* _Task to complete_:
The entries are to be returned exactly as written.

Top of Records to process

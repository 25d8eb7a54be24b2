//! Scaffold settings: the URLs, paths and file lists a run works from
//!
//! Nothing here is design; it is the data the scaffold pipeline is built
//! from. The defaults live in `config/defaults.yaml`.

use std::collections::{BTreeSet, HashSet};

use camino::{Utf8Path, Utf8PathBuf};
use serde::{Deserialize, Serialize};
use url::Url;

use crate::error::{Error, Result};
use crate::paths::validate_relative;

/// Complete settings document
#[derive(Debug, Clone, PartialEq, Serialize, Deserialize)]
pub struct ScaffoldSettings {
    /// Archives to download and expand, in order
    pub archives: Vec<ArchiveSettings>,

    /// Directories copied out of expanded archives
    #[serde(default)]
    pub copies: Vec<CopySettings>,

    /// Project-relative paths removed after extraction
    #[serde(default)]
    pub prune: Vec<Utf8PathBuf>,

    /// Directories removed after extraction only when they are empty
    #[serde(default)]
    pub prune_if_empty: Vec<Utf8PathBuf>,

    /// Template manifest, rendered after pruning
    #[serde(default)]
    pub templates: Vec<TemplateEntry>,

    /// Empty directories created alongside the templates
    #[serde(default)]
    pub directories: Vec<Utf8PathBuf>,

    /// Dependency installers run last
    #[serde(default)]
    pub install: Vec<InstallCommand>,

    #[serde(default)]
    pub network: NetworkSettings,

    #[serde(default)]
    pub extract: ExtractSettings,
}

/// One remote archive
#[derive(Debug, Clone, PartialEq, Eq, Serialize, Deserialize)]
pub struct ArchiveSettings {
    /// Short name used in step names (`fetch-<name>`)
    pub name: String,

    /// Download URL
    pub url: String,

    /// Project-relative download location
    pub path: Utf8PathBuf,

    /// Project-relative directory the archive is expanded into
    #[serde(default = "default_extract_to")]
    pub extract_to: Utf8PathBuf,
}

/// A directory copied from one project path to another
#[derive(Debug, Clone, PartialEq, Eq, Serialize, Deserialize)]
pub struct CopySettings {
    pub name: String,
    pub from: Utf8PathBuf,
    pub to: Utf8PathBuf,
}

/// Whether a template entry names a file or a directory
#[derive(Debug, Clone, Copy, Default, PartialEq, Eq, Serialize, Deserialize)]
#[serde(rename_all = "lowercase")]
pub enum EntryKind {
    #[default]
    File,
    Directory,
}

/// One template manifest entry
#[derive(Debug, Clone, PartialEq, Eq, Serialize, Deserialize)]
pub struct TemplateEntry {
    /// Path inside the template source
    pub source: Utf8PathBuf,

    /// Project-relative destination
    pub dest: Utf8PathBuf,

    #[serde(default)]
    pub kind: EntryKind,

    /// Substitute `${name}` placeholders (file entries)
    #[serde(default)]
    pub template: bool,

    /// Files under a directory entry to render rather than copy, relative
    /// to the directory
    #[serde(default)]
    pub templates: BTreeSet<Utf8PathBuf>,
}

/// External command run by the install step
#[derive(Debug, Clone, PartialEq, Eq, Serialize, Deserialize)]
pub struct InstallCommand {
    pub program: String,
    #[serde(default)]
    pub args: Vec<String>,
}

impl InstallCommand {
    /// Command line for display, e.g. `npm install`
    pub fn display(&self) -> String {
        std::iter::once(self.program.as_str())
            .chain(self.args.iter().map(String::as_str))
            .collect::<Vec<_>>()
            .join(" ")
    }
}

#[derive(Debug, Clone, PartialEq, Eq, Serialize, Deserialize)]
pub struct NetworkSettings {
    #[serde(default = "default_user_agent")]
    pub user_agent: String,

    /// Limit on establishing the connection
    #[serde(default)]
    pub connect_timeout_secs: Option<u64>,

    /// Whole-request timeout, body included; unset means a slow download
    /// is never cut off
    #[serde(default)]
    pub timeout_secs: Option<u64>,
}

impl Default for NetworkSettings {
    fn default() -> Self {
        Self {
            user_agent: default_user_agent(),
            connect_timeout_secs: None,
            timeout_secs: None,
        }
    }
}

#[derive(Debug, Clone, PartialEq, Eq, Serialize, Deserialize)]
pub struct ExtractSettings {
    /// Decompression utility, invoked as `<program> -o -q <archive> -d <dir>`
    #[serde(default = "default_extract_program")]
    pub program: String,

    #[serde(default)]
    pub timeout_secs: Option<u64>,
}

impl Default for ExtractSettings {
    fn default() -> Self {
        Self {
            program: default_extract_program(),
            timeout_secs: None,
        }
    }
}

fn default_extract_to() -> Utf8PathBuf {
    Utf8PathBuf::from(".")
}

fn default_user_agent() -> String {
    format!("craftgen/{}", env!("CARGO_PKG_VERSION"))
}

fn default_extract_program() -> String {
    "unzip".to_string()
}

impl ScaffoldSettings {
    /// Parse settings from YAML and validate them
    pub fn from_yaml(yaml: &str) -> Result<Self> {
        let settings: Self = serde_yaml_ng::from_str(yaml)?;
        settings.validate()?;
        Ok(settings)
    }

    /// Check names, URLs and that every path is project-relative
    pub fn validate(&self) -> Result<()> {
        if self.archives.is_empty() {
            return Err(Error::invalid_settings("at least one archive is required"));
        }

        let mut names = HashSet::new();
        for archive in &self.archives {
            check_name("archive", &archive.name, &mut names)?;
            check_url(&archive.name, &archive.url)?;
            check_path(&archive.path)?;
            check_path(&archive.extract_to)?;
        }

        let mut names = HashSet::new();
        for copy in &self.copies {
            check_name("copy", &copy.name, &mut names)?;
            check_path(&copy.from)?;
            check_path(&copy.to)?;
        }

        for path in self
            .prune
            .iter()
            .chain(&self.prune_if_empty)
            .chain(&self.directories)
        {
            check_path(path)?;
        }

        for entry in &self.templates {
            check_path(&entry.source)?;
            check_path(&entry.dest)?;
            for inner in &entry.templates {
                check_path(inner)?;
            }
            if entry.kind == EntryKind::File && !entry.templates.is_empty() {
                return Err(Error::invalid_settings(format!(
                    "template entry '{}' is a file but lists inner templates",
                    entry.source
                )));
            }
        }

        for command in &self.install {
            if command.program.trim().is_empty() {
                return Err(Error::invalid_settings("install command has no program"));
            }
        }

        if self.extract.program.trim().is_empty() {
            return Err(Error::invalid_settings("extract program is empty"));
        }

        Ok(())
    }
}

fn check_name(kind: &str, name: &str, seen: &mut HashSet<String>) -> Result<()> {
    let valid = !name.is_empty()
        && name
            .chars()
            .all(|c| c.is_ascii_lowercase() || c.is_ascii_digit() || c == '-');
    if !valid {
        return Err(Error::invalid_settings(format!(
            "{} name '{}' must be lowercase alphanumeric with hyphens",
            kind, name
        )));
    }
    if !seen.insert(name.to_string()) {
        return Err(Error::invalid_settings(format!(
            "duplicate {} name '{}'",
            kind, name
        )));
    }
    Ok(())
}

fn check_url(name: &str, raw: &str) -> Result<()> {
    let url = Url::parse(raw).map_err(|e| {
        Error::invalid_settings(format!("archive '{}' has an invalid URL: {}", name, e))
    })?;
    match url.scheme() {
        "http" | "https" => Ok(()),
        scheme => Err(Error::invalid_settings(format!(
            "archive '{}' uses unsupported scheme '{}'",
            name, scheme
        ))),
    }
}

fn check_path(path: &Utf8Path) -> Result<()> {
    validate_relative(path)
}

Bottom of Records to process

* _Completed task_:
repository 25d8eb7a54be24b2
//! Scaffold settings: the URLs, paths and file lists a run works from
//!
//! Nothing here is design; it is the data the scaffold pipeline is built
//! from. The defaults live in `config/defaults.yaml`.

use std::collections::{BTreeSet, HashSet};

use camino::{Utf8Path, Utf8PathBuf};
use serde::{Deserialize, Serialize};
use url::Url;

use crate::error::{Error, Result};
use crate::paths::validate_relative;

/// Complete settings document
#[derive(Debug, Clone, PartialEq, Serialize, Deserialize)]
pub struct ScaffoldSettings {
    /// Archives to download and expand, in order
    pub archives: Vec<ArchiveSettings>,

    /// Directories copied out of expanded archives
    #[serde(default)]
    pub copies: Vec<CopySettings>,

    /// Project-relative paths removed after extraction
    #[serde(default)]
    pub prune: Vec<Utf8PathBuf>,

    /// Directories removed after extraction only when they are empty
    #[serde(default)]
    pub prune_if_empty: Vec<Utf8PathBuf>,

    /// Template manifest, rendered after pruning
    #[serde(default)]
    pub templates: Vec<TemplateEntry>,

    /// Empty directories created alongside the templates
    #[serde(default)]
    pub directories: Vec<Utf8PathBuf>,

    /// Dependency installers run last
    #[serde(default)]
    pub install: Vec<InstallCommand>,

    #[serde(default)]
    pub network: NetworkSettings,

    #[serde(default)]
    pub extract: ExtractSettings,
}

/// One remote archive
#[derive(Debug, Clone, PartialEq, Eq, Serialize, Deserialize)]
pub struct ArchiveSettings {
    /// Short name used in step names (`fetch-<name>`)
    pub name: String,

    /// Download URL
    pub url: String,

    /// Project-relative download location
    pub path: Utf8PathBuf,

    /// Project-relative directory the archive is expanded into
    #[serde(default = "default_extract_to")]
    pub extract_to: Utf8PathBuf,
}

/// A directory copied from one project path to another
#[derive(Debug, Clone, PartialEq, Eq, Serialize, Deserialize)]
pub struct CopySettings {
    pub name: String,
    pub from: Utf8PathBuf,
    pub to: Utf8PathBuf,
}

/// Whether a template entry names a file or a directory
#[derive(Debug, Clone, Copy, Default, PartialEq, Eq, Serialize, Deserialize)]
#[serde(rename_all = "lowercase")]
pub enum EntryKind {
    #[default]
    File,
    Directory,
}

/// One template manifest entry
#[derive(Debug, Clone, PartialEq, Eq, Serialize, Deserialize)]
pub struct TemplateEntry {
    /// Path inside the template source
    pub source: Utf8PathBuf,

    /// Project-relative destination
    pub dest: Utf8PathBuf,

    #[serde(default)]
    pub kind: EntryKind,

    /// Substitute `${name}` placeholders (file entries)
    #[serde(default)]
    pub template: bool,

    /// Files under a directory entry to render rather than copy, relative
    /// to the directory
    #[serde(default)]
    pub templates: BTreeSet<Utf8PathBuf>,
}

/// External command run by the install step
#[derive(Debug, Clone, PartialEq, Eq, Serialize, Deserialize)]
pub struct InstallCommand {
    pub program: String,
    #[serde(default)]
    pub args: Vec<String>,
}

impl InstallCommand {
    /// Command line for display, e.g. `npm install`
    pub fn display(&self) -> String {
        std::iter::once(self.program.as_str())
            .chain(self.args.iter().map(String::as_str))
            .collect::<Vec<_>>()
            .join(" ")
    }
}

#[derive(Debug, Clone, PartialEq, Eq, Serialize, Deserialize)]
pub struct NetworkSettings {
    #[serde(default = "default_user_agent")]
    pub user_agent: String,

    /// Limit on establishing the connection
    #[serde(default)]
    pub connect_timeout_secs: Option<u64>,

    /// Whole-request timeout, body included; unset means a slow download
    /// is never cut off
    #[serde(default)]
    pub timeout_secs: Option<u64>,
}

impl Default for NetworkSettings {
    fn default() -> Self {
        Self {
            user_agent: default_user_agent(),
            connect_timeout_secs: None,
            timeout_secs: None,
        }
    }
}

#[derive(Debug, Clone, PartialEq, Eq, Serialize, Deserialize)]
pub struct ExtractSettings {
    /// Decompression utility, invoked as `<program> -o -q <archive> -d <dir>`
    #[serde(default = "default_extract_program")]
    pub program: String,

    #[serde(default)]
    pub timeout_secs: Option<u64>,
}

impl Default for ExtractSettings {
    fn default() -> Self {
        Self {
            program: default_extract_program(),
            timeout_secs: None,
        }
    }
}

fn default_extract_to() -> Utf8PathBuf {
    Utf8PathBuf::from(".")
}

fn default_user_agent() -> String {
    format!("craftgen/{}", env!("CARGO_PKG_VERSION"))
}

fn default_extract_program() -> String {
    "unzip".to_string()
}

impl ScaffoldSettings {
    /// Parse settings from YAML and validate them
    pub fn from_yaml(yaml: &str) -> Result<Self> {
        let settings: Self = serde_yaml_ng::from_str(yaml)?;
        settings.validate()?;
        Ok(settings)
    }

    /// Check names, URLs and that every path is project-relative
    pub fn validate(&self) -> Result<()> {
        if self.archives.is_empty() {
            return Err(Error::invalid_settings("at least one archive is required"));
        }

        let mut names = HashSet::new();
        for archive in &self.archives {
            check_name("archive", &archive.name, &mut names)?;
            check_url(&archive.name, &archive.url)?;
            check_path(&archive.path)?;
            check_path(&archive.extract_to)?;
        }

        let mut names = HashSet::new();
        for copy in &self.copies {
            check_name("copy", &copy.name, &mut names)?;
            check_path(&copy.from)?;
            check_path(&copy.to)?;
        }

        for path in self
            .prune
            .iter()
            .chain(&self.prune_if_empty)
            .chain(&self.directories)
        {
            check_path(path)?;
        }

        for entry in &self.templates {
            check_path(&entry.source)?;
            check_path(&entry.dest)?;
            for inner in &entry.templates {
                check_path(inner)?;
            }
            if entry.kind == EntryKind::File && !entry.templates.is_empty() {
                return Err(Error::invalid_settings(format!(
                    "template entry '{}' is a file but lists inner templates",
                    entry.source
                )));
            }
        }

        for command in &self.install {
            if command.program.trim().is_empty() {
                return Err(Error::invalid_settings("install command has no program"));
            }
        }

        if self.extract.program.trim().is_empty() {
            return Err(Error::invalid_settings("extract program is empty"));
        }

        Ok(())
    }
}

fn check_name(kind: &str, name: &str, seen: &mut HashSet<String>) -> Result<()> {
    let valid = !name.is_empty()
        && name
            .chars()
            .all(|c| c.is_ascii_lowercase() || c.is_ascii_digit() || c == '-');
    if !valid {
        return Err(Error::invalid_settings(format!(
            "{} name '{}' must be lowercase alphanumeric with hyphens",
            kind, name
        )));
    }
    if !seen.insert(name.to_string()) {
        return Err(Error::invalid_settings(format!(
            "duplicate {} name '{}'",
            kind, name
        )));
    }
    Ok(())
}

fn check_url(name: &str, raw: &str) -> Result<()> {
    let url = Url::parse(raw).map_err(|e| {
        Error::invalid_settings(format!("archive '{}' has an invalid URL: {}", name, e))
    })?;
    match url.scheme() {
        "http" | "https" => Ok(()),
        scheme => Err(Error::invalid_settings(format!(
            "archive '{}' uses unsupported scheme '{}'",
            name, scheme
        ))),
    }
}

fn check_path(path: &Utf8Path) -> Result<()> {
    validate_relative(path)
}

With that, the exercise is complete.